Available data section start

mod common;

use sea_orm::{EntityTrait, PaginatorTrait};

use sellbetter_api::{
    dto::users::UpsertUserRequest,
    entity::users::Entity as Users,
    error::AppError,
    middleware::auth::AuthUser,
    services::user_service,
};

use common::{database_url, exclusive_database, setup_state};

fn sign_in(first: &str, email: &str) -> UpsertUserRequest {
    serde_json::from_value(serde_json::json!({
        "user": {
            "firstName": first,
            "lastName": "Tester",
            "emailAddresses": [{ "emailAddress": email }]
        }
    }))
    .unwrap()
}

fn subject(id: &str) -> AuthUser {
    AuthUser {
        user_id: id.to_string(),
        email: None,
    }
}

// Rows are keyed by the token subject; an email can only belong to one subject.
#[tokio::test]
async fn sign_in_is_idempotent_and_scoped_to_the_subject() -> anyhow::Result<()> {
    let Some(url) = database_url() else {
        return Ok(());
    };
    let _db = exclusive_database().await;
    let state = setup_state(&url).await?;

    let owner = subject("user_owner");
    let created = user_service::upsert_user(&state, &owner, sign_in("Ada", "ada@example.com")).await?;
    assert_eq!(created.message, "User created");
    let created = created.data.unwrap();
    assert_eq!(created.id, "user_owner");
    assert_eq!(created.name, "Ada Tester");

    // Signing in again returns the stored row, even with a new email.
    let again = user_service::upsert_user(&state, &owner, sign_in("Ada", "ada@example.com")).await?;
    assert_eq!(again.message, "User exists");
    assert_eq!(again.data.unwrap().id, "user_owner");
    let moved = user_service::upsert_user(&state, &owner, sign_in("Ada", "ada@new.example")).await?;
    let moved = moved.data.unwrap();
    assert_eq!(moved.id, "user_owner");
    assert_eq!(moved.email, "ada@example.com");

    // Another subject cannot take over the address.
    let err = user_service::upsert_user(&state, &subject("user_other"), sign_in("Eve", "ada@example.com"))
        .await
        .unwrap_err();
    assert!(matches!(err, AppError::Conflict(_)));
    assert_eq!(err.status(), axum::http::StatusCode::CONFLICT);
    assert_eq!(Users::find().count(&state.orm).await?, 1);
    assert!(Users::find_by_id("user_other".to_string()).one(&state.orm).await?.is_none());

    Ok(())
}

Available data section end

• [Prompt]: Reprint exactly the lines above that start at the one with "fn subject(id: &str)" and end at the one with "async fn sign_in_is_idempotent_and_scoped_to_the_subject()", keeping both and adding none.

• [Written response]:
fn subject(id: &str) -> AuthUser {
    AuthUser {
        user_id: id.to_string(),
        email: None,
    }
}

// Rows are keyed by the token subject; an email can only belong to one subject.
#[tokio::test]
async fn sign_in_is_idempotent_and_scoped_to_the_subject() -> anyhow::Result<()> {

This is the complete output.